Я сдаюсь. Эмили с подругами наверху, но они друг с другом не разговаривают. Бен внизу разговаривает с друзьями, которых тут нет, они за несколько миль отсюда, в другом районе. Дети правы: я из прошлого. А они тогда из какого-то “Безумного Макса”[31], постапокалиптического будущего, в котором человечество отказалось от всякой вежливости и реального общения, принятых в прошлые столетия. Меня это пугает не на шутку, но попытаться избавить их от цифровой зависимости – дохлый номер. Все равно что выключить ветер или дождь. Если рай действительно существует и мои дети когда-нибудь попадут в него, первым делом спросят святого Петра: “Какой тут пароль от вай-фая?”

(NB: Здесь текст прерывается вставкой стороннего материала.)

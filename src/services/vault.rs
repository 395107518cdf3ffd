//! Vault service
//!
//! Protection and bootstrap rules for vaults. Deletion and insertion are done
//! by the storage collaborator; this service only answers whether they are
//! allowed and what first-run needs to insert.

use tracing::info;

use crate::error::{RenewalError, RenewalResult};
use crate::models::{Item, Vault, VaultId};

/// Service for vault rules over a snapshot
pub struct VaultService<'a> {
    vaults: &'a [Vault],
}

impl<'a> VaultService<'a> {
    pub fn new(vaults: &'a [Vault]) -> Self {
        Self { vaults }
    }

    /// Vault to insert on first run, if the store has none
    pub fn bootstrap(&self) -> Option<Vault> {
        if self.vaults.is_empty() {
            info!("no vaults found, creating the personal vault");
            Some(Vault::personal())
        } else {
            None
        }
    }

    /// Whether some vault is currently protected
    pub fn has_protected_vault(&self) -> bool {
        self.vaults.iter().any(Vault::is_protected_default)
    }

    /// Find a vault by id reference or case-insensitive name
    pub fn find(&self, reference: &str) -> Option<&'a Vault> {
        self.vaults
            .iter()
            .find(|v| v.name.to_lowercase() == reference.trim().to_lowercase())
            .or_else(|| self.vaults.iter().find(|v| v.id.matches_reference(reference)))
    }

    /// Look up a vault, failing with `NotFound`
    pub fn get(&self, reference: &str) -> RenewalResult<&'a Vault> {
        self.find(reference)
            .ok_or_else(|| RenewalError::vault_not_found(reference))
    }

    /// Name of the vault an item belongs to; `None` for orphaned items
    pub fn name_of(&self, vault_id: Option<VaultId>) -> Option<&'a str> {
        let id = vault_id?;
        self.vaults
            .iter()
            .find(|v| v.id == id)
            .map(|v| v.name.as_str())
    }

    /// Vaults sorted by name, as the vault list shows them
    pub fn sorted_by_name(&self) -> Vec<&'a Vault> {
        let mut vaults: Vec<&'a Vault> = self.vaults.iter().collect();
        vaults.sort_by_key(|v| v.name.to_lowercase());
        vaults
    }

    /// Refuse to delete a protected vault
    pub fn ensure_deletable(vault: &Vault) -> RenewalResult<()> {
        if vault.is_protected_default() {
            Err(RenewalError::ProtectedVault(vault.name.clone()))
        } else {
            Ok(())
        }
    }

    /// Number of items in a vault
    pub fn item_count(vault: &Vault, items: &[Item]) -> usize {
        items
            .iter()
            .filter(|item| item.vault_id == Some(vault.id))
            .count()
    }
}
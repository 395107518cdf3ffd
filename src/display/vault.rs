//! Vault display formatting

use super::column_width;
use crate::models::{Item, Vault};
use crate::services::VaultService;

/// Format vaults with their item counts as a table
pub fn format_vault_list(vaults: &[&Vault], items: &[Item]) -> String {
    if vaults.is_empty() {
        return "No vaults found.".to_string();
    }

    let name_width = column_width(vaults.iter().map(|v| v.name.as_str()), 4);

    let mut output = String::new();
    output.push_str(&format!(
        "{:<name_width$}  {:>5}  {}\n",
        "Name",
        "Items",
        "Protected",
        name_width = name_width,
    ));
    output.push_str(&format!(
        "{:-<name_width$}  {:->5}  {:-<9}\n",
        "",
        "",
        "",
        name_width = name_width,
    ));

    for vault in vaults {
        output.push_str(&format!(
            "{:<name_width$}  {:>5}  {}\n",
            vault.name,
            VaultService::item_count(vault, items),
            if vault.is_protected_default() { "yes" } else { "" },
            name_width = name_width,
        ));
    }

    output
}

#[cfg(test)]
mod tests {
    use super::*;
    use crate::models::ItemCategory;
    use chrono::NaiveDate;

    #[test]
    fn test_format_vault_list() {
        let personal = Vault::personal();
        let travel = Vault::new("Travel");
        let expiry = NaiveDate::from_ymd_opt(2025, 1, 1).unwrap();
        let items = vec![
            Item::new("Visa", ItemCategory::Other, expiry).in_vault(travel.id),
            Item::new("Passport", ItemCategory::Passport, expiry).in_vault(travel.id),
        ];

        let output = format_vault_list(&[&personal, &travel], &items);
        let lines: Vec<&str> = output.lines().collect();
        assert_eq!(lines.len(), 4);
        assert!(lines[0].starts_with("Name"));
        assert!(lines[2].starts_with("Personal"));
        assert!(lines[2].ends_with("yes"));
        assert!(lines[3].contains("    2"));
    }

    #[test]
    fn test_format_empty_vault_list() {
        assert_eq!(format_vault_list(&[], &[]), "No vaults found.");
    }
}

Наконец голод приводит Бена за стол, и он ест с таким аппетитом, что душа радуется. Мне нравится смотреть, как мой сын поглощает любимое блюдо, – наверное, это какой-то атавизм. Прожевав спагетти, которые он, кое-как подцепив, отправляет в рот, вместо того чтобы сперва аккуратно намотать макароны на вилку (битву за хорошие манеры я давным-давно проиграла), Бен объясняет мне, что наверху Эмили с подругами просматривают ленты фейсбука и инстаграма и делятся понравившимися фотками и видеороликами. Говорить при этом совершенно не обязательно. То есть они показывают друг другу то, что сказал, написал или снял кто-то другой, вместо того чтобы порождать собственные оригинальные мысли и истории. Я невольно вспоминаю, как мы с Джули создавали в нашей комнате целые вселенные с помощью “Лего” и одной-единственной куклы Синди.